This opinion will be unpublished and
may not be cited except as provided by
Minn. Stat. § 480A.08, subd. 3 (2014).
STATE OF MINNESOTA
IN COURT OF APPEALS
A15-0693
Deborah Meckola,
as Trustee for the Heirs of Jordan Adams, Decedent,
Respondent,
vs.
Thomas J. Rishavy, M.D., et al.,
Appellants.
Filed April 4, 2016
Affirmed
Schellhas, Judge
St. Louis County District Court
File No. 69DU-CV-13-317
Robert K. Randall, William M. Fishman, Michael C. Van Berkom, Fishman, Carp,
Bescheinen & Van Berkom, Ltd., Plymouth, Minnesota (for respondent)
William M. Hart, Julia J. Nierengarten, Meagher & Geer, P.L.L.P., Minneapolis,
Minnesota; and
Tracy A. Schramm, Geraghty, O’Loughlin & Kenney, P.A., Duluth, Minnesota (for
appellants)
Considered and decided by Schellhas, Presiding Judge; Worke, Judge; and Johnson,
Judge.
UNPUBLISHED OPINION
SCHELLHAS, Judge
Following a jury trial on respondent’s medical-malpractice wrongful-death claims,
appellants seek reversal of a money judgment against them and remand for a new trial. We
affirm.
FACTS
On April 28, 2010, 17-year-old Jordan Adams sustained burns in a welding accident
at his high school and was admitted to SMDC Medical Center in Duluth for treatment.
Appellant Thomas J. Rishavy, M.D., a plastic surgeon, was Adams’s attending physician
at SMDC.1 Adams’s burns were not considered to be life threatening, and his prognosis
was good. But Adams died at SMDC on May 12. An autopsy revealed that the immediate
cause of death was an undiagnosed endocrine condition called Addison’s disease and that
an underlying cause of death was Adams’s burn trauma, which triggered an Addisonian
crisis causing electrolyte abnormalities that stopped Adams’s heart.
Respondent Deborah Meckola, Adams’s mother and trustee for his heirs, brought
medical-malpractice wrongful-death claims against physician-defendants and SMDC. A
few weeks before trial, Meckola informed physician-defendants and the district court that
she had settled her claims against SMDC and moved to exclude from evidence Adams’s
prehospitalization medical records. The records document Adams’s history of mental-
1
At all material times, Dr. Rishavy was acting within the course and scope of his
employment by appellant Northland Plastic Surgery P.A. We therefore refer to Dr. Rishavy
and Northland collectively as “physician-defendants.”
2
health issues and indicate that, prior to his burn injury, Adams experienced physical
symptoms including high heart rate, low blood pressure, loss of appetite, and weight
fluctuations. Dr. Rishavy did not review the records in treating Adams but learned of
Adams’s preexisting mental-health issues shortly after Adams’s admission to SMDC. The
court denied Meckola’s motion but noted that it would consider at trial any “specific
objections regarding specific entries” in the medical records.
On the first day of trial, Meckola informed physician-defendants and the district
court that her claims against SMDC had been settled through a Pierringer release, and
Meckola later stipulated to dismiss her claims against SMDC with prejudice. Meckola’s
claims against physician-defendants were tried to a jury.

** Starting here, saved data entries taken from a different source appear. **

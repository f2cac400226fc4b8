use std::fmt;

use itertools::Itertools;

use crate::Attribute;

/// An ordered set of attributes, kept sorted by name.
///
/// The sorted representation makes the canonical string form (`A,B,C`) and the
/// derived lexical `Ord` deterministic, which everything downstream (closure
/// listings, key ordering, cover reduction order) relies on.
#[derive(Clone, Default, PartialEq, Eq, Hash, PartialOrd, Ord)]
pub struct AttributeSet {
    attrs: Vec<Attribute>,
}

impl AttributeSet {
    #[inline]
    pub fn new() -> Self {
        Self { attrs: Vec::new() }
    }

    #[inline]
    pub fn len(&self) -> usize {
        self.attrs.len()
    }

    #[inline]
    pub fn is_empty(&self) -> bool {
        self.attrs.is_empty()
    }

    #[inline]
    pub fn iter(&self) -> std::slice::Iter<'_, Attribute> {
        self.attrs.iter()
    }

    #[inline]
    pub fn as_slice(&self) -> &[Attribute] {
        &self.attrs
    }

    #[inline]
    pub fn contains(&self, attr: &Attribute) -> bool {
        self.attrs.binary_search(attr).is_ok()
    }

    /// Inserts `attr` at its sorted position; no-op if already present.
    pub fn insert(&mut self, attr: Attribute) -> bool {
        match self.attrs.binary_search(&attr) {
            Ok(_) => false,
            Err(idx) => {
                self.attrs.insert(idx, attr);
                true
            }
        }
    }

    pub fn is_superset(&self, other: &Self) -> bool {
        other.iter().all(|a| self.contains(a))
    }

    #[inline]
    pub fn is_subset(&self, other: &Self) -> bool {
        other.is_superset(self)
    }

    /// `self ⊂ other` (subset but not equal).
    #[inline]
    pub fn is_proper_subset(&self, other: &Self) -> bool {
        self.is_subset(other) && self != other
    }

    pub fn union(&self, other: &Self) -> Self {
        let mut attrs = self.clone();
        for a in other.iter() {
            attrs.insert(a.clone());
        }
        attrs
    }

    pub fn difference(&self, other: &Self) -> Self {
        self.iter().filter(|a| !other.contains(a)).cloned().collect()
    }

    pub fn intersection(&self, other: &Self) -> Self {
        self.iter().filter(|a| other.contains(a)).cloned().collect()
    }

    pub fn extend(&mut self, other: &Self) {
        for a in other.iter() {
            self.insert(a.clone());
        }
    }
}

impl fmt::Display for AttributeSet {
    fn fmt(&self, f: &mut fmt::Formatter<'_>) -> fmt::Result {
        write!(f, "{}", self.attrs.iter().join(","))
    }
}

impl fmt::Debug for AttributeSet {
    fn fmt(&self, f: &mut fmt::Formatter<'_>) -> fmt::Result {
        write!(f, "{{{self}}}")
    }
}

impl FromIterator<Attribute> for AttributeSet {
    fn from_iter<T: IntoIterator<Item = Attribute>>(iter: T) -> Self {
        let mut set = Self::new();
        for attr in iter {
            set.insert(attr);
        }
        set
    }
}

impl<'a> IntoIterator for &'a AttributeSet {
    type Item = &'a Attribute;
    type IntoIter = std::slice::Iter<'a, Attribute>;

    #[inline]
    fn into_iter(self) -> Self::IntoIter {
        self.attrs.iter()
    }
}

impl IntoIterator for AttributeSet {
    type Item = Attribute;
    type IntoIter = std::vec::IntoIter<Attribute>;

    #[inline]
    fn into_iter(self) -> Self::IntoIter {
        self.attrs.into_iter()
    }
}

impl From<Vec<Attribute>> for AttributeSet {
    fn from(attrs: Vec<Attribute>) -> Self {
        attrs.into_iter().collect()
    }
}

During physician-defendants’
cross-examination of Meckola’s first expert witness, the court sua sponte restricted the use
of Adams’s prehospitalization medical records; after two of Meckola’s expert witnesses
testified and were excused, the court expressly ruled that the records were admissible in
redacted form. Following the close of evidence, because neither party had referred to or
attempted to introduce the records in redacted form, the court ruled: “We can make the . . .
record[s] part of the record in terms of appellate issues and give [them] an exhibit number,
but I will not be sending [the records] to the jury.”
The jury found in favor of Meckola and awarded $508,033.60 in damages.
Physician-defendants moved for a new trial, assigning error to the district court’s rulings
regarding Adams’s prehospitalization medical records and to its decision not to submit the
question of SMDC’s comparative fault to the jury. The court denied physician-defendants’
new-trial motion and entered judgment for Meckola.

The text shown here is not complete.